**EXERCISE INSTRUCTIONS:** Print every line below without adding or leaving out a single word.

(Collected data entries)
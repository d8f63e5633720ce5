//! Block styles, font families and JSON stylesheets.

use log::{debug, info};
use serde::Deserialize;
use std::fs;
use std::path::{Path, PathBuf};

use crate::{
    error::{Error, Result},
    font::Family,
};

/// Font size and vertical margins of a block, in points.
#[derive(Debug, Default, Clone, Copy, PartialEq, Deserialize)]
#[serde(rename_all = "camelCase", default)]
pub struct BlockStyle {
    pub point_size: f64,
    pub top_margin: f64,
    pub bottom_margin: f64,
}

impl BlockStyle {
    pub const fn new(point_size: f64, top_margin: f64, bottom_margin: f64) -> Self {
        BlockStyle {
            point_size,
            top_margin,
            bottom_margin,
        }
    }

    /// Fill in unset (zero) fields: 10pt text, a top margin of a fifth and a
    /// bottom margin of a tenth of the point size.
    pub fn or_defaults(self) -> Self {
        let point_size = if self.point_size == 0.0 {
            10.0
        } else {
            self.point_size
        };
        BlockStyle {
            point_size,
            top_margin: if self.top_margin == 0.0 {
                point_size * 0.2
            } else {
                self.top_margin
            },
            bottom_margin: if self.bottom_margin == 0.0 {
                point_size * 0.1
            } else {
                self.bottom_margin
            },
        }
    }
}

/// Styles for heading levels 1 to 4.
pub const DEFAULT_HEADING_STYLES: [BlockStyle; 4] = [
    BlockStyle::new(16.0, 3.2, 1.6),
    BlockStyle::new(14.0, 2.8, 1.4),
    BlockStyle::new(12.0, 2.4, 1.2),
    BlockStyle::new(10.0, 2.0, 1.0),
];

pub const DEFAULT_PARAGRAPH_STYLE: BlockStyle = BlockStyle::new(8.0, 1.6, 0.8);

/// Paths of the typefaces of a family. Only `regular` is required; the other
/// variants fall back to it.
#[derive(Debug, Default, Clone, PartialEq, Deserialize)]
#[serde(rename_all = "camelCase")]
pub struct FontFiles {
    pub regular: Option<PathBuf>,
    pub bold: Option<PathBuf>,
    pub italic: Option<PathBuf>,
    pub bold_italic: Option<PathBuf>,
}

impl FontFiles {
    /// Read and parse the family. Relative paths are resolved against `base`.
    pub fn load(&self, name: &str, base: &Path, dpi: f64) -> Result<Family> {
        let regular_path = self.regular.as_ref().ok_or_else(|| {
            Error::InvalidStyle(format!("font family {} must specify a regular typeface", name))
        })?;

        let read = |path: &Path| -> Result<Vec<u8>> {
            let path = base.join(path);
            debug!("reading typeface {}", path.display());
            Ok(fs::read(path)?)
        };
        let regular = read(regular_path)?;
        let variant = |path: &Option<PathBuf>| -> Result<Vec<u8>> {
            match path {
                Some(path) => read(path),
                None => Ok(regular.clone()),
            }
        };
        let bold = variant(&self.bold)?;
        let italic = variant(&self.italic)?;
        let bold_italic = variant(&self.bold_italic)?;

        Family::parse(name, dpi, &regular, &bold, &italic, &bold_italic)
    }
}

/// The JSON stylesheet format.
///
/// ```json
/// {
///   "proportionalFamily": { "regular": "fonts/Inter.ttf", "bold": "fonts/Inter-Bold.ttf" },
///   "headingStyles": [ { "pointSize": 18 }, { "pointSize": 14, "topMargin": 4 } ],
///   "paragraphStyle": { "pointSize": 9 }
/// }
/// ```
#[derive(Debug, Default, Clone, PartialEq, Deserialize)]
#[serde(rename_all = "camelCase")]
pub struct Stylesheet {
    pub proportional_family: Option<FontFiles>,
    pub monospace_family: Option<FontFiles>,
    #[serde(default)]
    pub heading_styles: Vec<BlockStyle>,
    pub paragraph_style: Option<BlockStyle>,
}

impl Stylesheet {
    pub fn from_json(json: &str) -> Result<Self> {
        Ok(serde_json::from_str(json)?)
    }

    /// Heading styles, with defaults filled in, or the built-in table.
    pub fn heading_styles(&self) -> Vec<BlockStyle> {
        if self.heading_styles.is_empty() {
            DEFAULT_HEADING_STYLES.to_vec()
        } else {
            self.heading_styles
                .iter()
                .map(|s| s.or_defaults())
                .collect()
        }
    }

    pub fn paragraph_style(&self) -> BlockStyle {
        self.paragraph_style
            .map(BlockStyle::or_defaults)
            .unwrap_or(DEFAULT_PARAGRAPH_STYLE)
    }
}

/// Everything the renderer needs to know about how a document looks.
#[derive(Debug, Clone)]
pub struct Style {
    pub proportional: Family,
    pub monospace: Family,
    /// Heading styles indexed by heading level.
    pub heading_styles: Vec<BlockStyle>,
    pub paragraph_style: BlockStyle,
}

impl Style {
    /// Default styles with the given families.
    pub fn new(proportional: Family, monospace: Family) -> Self {
        Style {
            proportional,
            monospace,
            heading_styles: DEFAULT_HEADING_STYLES.to_vec(),
            paragraph_style: DEFAULT_PARAGRAPH_STYLE,
        }
    }

    /// Default styles using the system's sans-serif and monospace fonts.
    pub fn system(dpi: f64) -> Result<Self> {
        Ok(Self::new(
            Family::system_sans(dpi)?,
            Family::system_monospace(dpi)?,
        ))
    }

    /// Load a JSON stylesheet. Font paths are relative to the stylesheet;
    /// families it doesn't name come from the system.
    pub fn load(path: impl AsRef<Path>, dpi: f64) -> Result<Self> {
        let path = path.as_ref();
        info!("loading stylesheet {}", path.display());
        let sheet = Stylesheet::from_json(&fs::read_to_string(path)?)?;
        let base = path.parent().unwrap_or_else(|| Path::new("."));
        Self::from_stylesheet(&sheet, base, dpi)
    }

    pub fn from_stylesheet(sheet: &Stylesheet, base: &Path, dpi: f64) -> Result<Self> {
        let proportional = match &sheet.proportional_family {
            Some(files) => files.load("proportional", base, dpi)?,
            None => Family::system_sans(dpi)?,
        };
        let monospace = match &sheet.monospace_family {
            Some(files) => files.load("monospace", base, dpi)?,
            None => Family::system_monospace(dpi)?,
        };
        Ok(Style {
            proportional,
            monospace,
            heading_styles: sheet.heading_styles(),
            paragraph_style: sheet.paragraph_style(),
        })
    }

    /// The style of a heading of `level`. The table is indexed by the level
    /// itself, so entry 0 is never used by a parsed heading; levels without an
    /// entry use the paragraph style.
    pub fn heading_style(&self, level: u32) -> BlockStyle {
        self.heading_styles
            .get(level as usize)
            .copied()
            .unwrap_or(self.paragraph_style)
    }
}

**PROBLEM SOLUTION:**
repository d8f63e5633720ce5
//! Block styles, font families and JSON stylesheets.

use log::{debug, info};
use serde::Deserialize;
use std::fs;
use std::path::{Path, PathBuf};

use crate::{
    error::{Error, Result},
    font::Family,
};

/// Font size and vertical margins of a block, in points.
#[derive(Debug, Default, Clone, Copy, PartialEq, Deserialize)]
#[serde(rename_all = "camelCase", default)]
pub struct BlockStyle {
    pub point_size: f64,
    pub top_margin: f64,
    pub bottom_margin: f64,
}

impl BlockStyle {
    pub const fn new(point_size: f64, top_margin: f64, bottom_margin: f64) -> Self {
        BlockStyle {
            point_size,
            top_margin,
            bottom_margin,
        }
    }

    /// Fill in unset (zero) fields: 10pt text, a top margin of a fifth and a
    /// bottom margin of a tenth of the point size.
    pub fn or_defaults(self) -> Self {
        let point_size = if self.point_size == 0.0 {
            10.0
        } else {
            self.point_size
        };
        BlockStyle {
            point_size,
            top_margin: if self.top_margin == 0.0 {
                point_size * 0.2
            } else {
                self.top_margin
            },
            bottom_margin: if self.bottom_margin == 0.0 {
                point_size * 0.1
            } else {
                self.bottom_margin
            },
        }
    }
}

/// Styles for heading levels 1 to 4.
pub const DEFAULT_HEADING_STYLES: [BlockStyle; 4] = [
    BlockStyle::new(16.0, 3.2, 1.6),
    BlockStyle::new(14.0, 2.8, 1.4),
    BlockStyle::new(12.0, 2.4, 1.2),
    BlockStyle::new(10.0, 2.0, 1.0),
];

pub const DEFAULT_PARAGRAPH_STYLE: BlockStyle = BlockStyle::new(8.0, 1.6, 0.8);

/// Paths of the typefaces of a family. Only `regular` is required; the other
/// variants fall back to it.
#[derive(Debug, Default, Clone, PartialEq, Deserialize)]
#[serde(rename_all = "camelCase")]
pub struct FontFiles {
    pub regular: Option<PathBuf>,
    pub bold: Option<PathBuf>,
    pub italic: Option<PathBuf>,
    pub bold_italic: Option<PathBuf>,
}

impl FontFiles {
    /// Read and parse the family. Relative paths are resolved against `base`.
    pub fn load(&self, name: &str, base: &Path, dpi: f64) -> Result<Family> {
        let regular_path = self.regular.as_ref().ok_or_else(|| {
            Error::InvalidStyle(format!("font family {} must specify a regular typeface", name))
        })?;

        let read = |path: &Path| -> Result<Vec<u8>> {
            let path = base.join(path);
            debug!("reading typeface {}", path.display());
            Ok(fs::read(path)?)
        };
        let regular = read(regular_path)?;
        let variant = |path: &Option<PathBuf>| -> Result<Vec<u8>> {
            match path {
                Some(path) => read(path),
                None => Ok(regular.clone()),
            }
        };
        let bold = variant(&self.bold)?;
        let italic = variant(&self.italic)?;
        let bold_italic = variant(&self.bold_italic)?;

        Family::parse(name, dpi, &regular, &bold, &italic, &bold_italic)
    }
}

/// The JSON stylesheet format.
///
/// ```json
/// {
///   "proportionalFamily": { "regular": "fonts/Inter.ttf", "bold": "fonts/Inter-Bold.ttf" },
///   "headingStyles": [ { "pointSize": 18 }, { "pointSize": 14, "topMargin": 4 } ],
///   "paragraphStyle": { "pointSize": 9 }
/// }
/// ```
#[derive(Debug, Default, Clone, PartialEq, Deserialize)]
#[serde(rename_all = "camelCase")]
pub struct Stylesheet {
    pub proportional_family: Option<FontFiles>,
    pub monospace_family: Option<FontFiles>,
    #[serde(default)]
    pub heading_styles: Vec<BlockStyle>,
    pub paragraph_style: Option<BlockStyle>,
}

impl Stylesheet {
    pub fn from_json(json: &str) -> Result<Self> {
        Ok(serde_json::from_str(json)?)
    }

    /// Heading styles, with defaults filled in, or the built-in table.
    pub fn heading_styles(&self) -> Vec<BlockStyle> {
        if self.heading_styles.is_empty() {
            DEFAULT_HEADING_STYLES.to_vec()
        } else {
            self.heading_styles
                .iter()
                .map(|s| s.or_defaults())
                .collect()
        }
    }

    pub fn paragraph_style(&self) -> BlockStyle {
        self.paragraph_style
            .map(BlockStyle::or_defaults)
            .unwrap_or(DEFAULT_PARAGRAPH_STYLE)
    }
}

/// Everything the renderer needs to know about how a document looks.
#[derive(Debug, Clone)]
pub struct Style {
    pub proportional: Family,
    pub monospace: Family,
    /// Heading styles indexed by heading level.
    pub heading_styles: Vec<BlockStyle>,
    pub paragraph_style: BlockStyle,
}

impl Style {
    /// Default styles with the given families.
    pub fn new(proportional: Family, monospace: Family) -> Self {
        Style {
            proportional,
            monospace,
            heading_styles: DEFAULT_HEADING_STYLES.to_vec(),
            paragraph_style: DEFAULT_PARAGRAPH_STYLE,
        }
    }

    /// Default styles using the system's sans-serif and monospace fonts.
    pub fn system(dpi: f64) -> Result<Self> {
        Ok(Self::new(
            Family::system_sans(dpi)?,
            Family::system_monospace(dpi)?,
        ))
    }

    /// Load a JSON stylesheet. Font paths are relative to the stylesheet;
    /// families it doesn't name come from the system.
    pub fn load(path: impl AsRef<Path>, dpi: f64) -> Result<Self> {
        let path = path.as_ref();
        info!("loading stylesheet {}", path.display());
        let sheet = Stylesheet::from_json(&fs::read_to_string(path)?)?;
        let base = path.parent().unwrap_or_else(|| Path::new("."));
        Self::from_stylesheet(&sheet, base, dpi)
    }

    pub fn from_stylesheet(sheet: &Stylesheet, base: &Path, dpi: f64) -> Result<Self> {
        let proportional = match &sheet.proportional_family {
            Some(files) => files.load("proportional", base, dpi)?,
            None => Family::system_sans(dpi)?,
        };
        let monospace = match &sheet.monospace_family {
            Some(files) => files.load("monospace", base, dpi)?,
            None => Family::system_monospace(dpi)?,
        };
        Ok(Style {
            proportional,
            monospace,
            heading_styles: sheet.heading_styles(),
            paragraph_style: sheet.paragraph_style(),
        })
    }

    /// The style of a heading of `level`. The table is indexed by the level
    /// itself, so entry 0 is never used by a parsed heading; levels without an
    /// entry use the paragraph style.
    pub fn heading_style(&self, level: u32) -> BlockStyle {
        self.heading_styles
            .get(level as usize)
            .copied()
            .unwrap_or(self.paragraph_style)
    }
}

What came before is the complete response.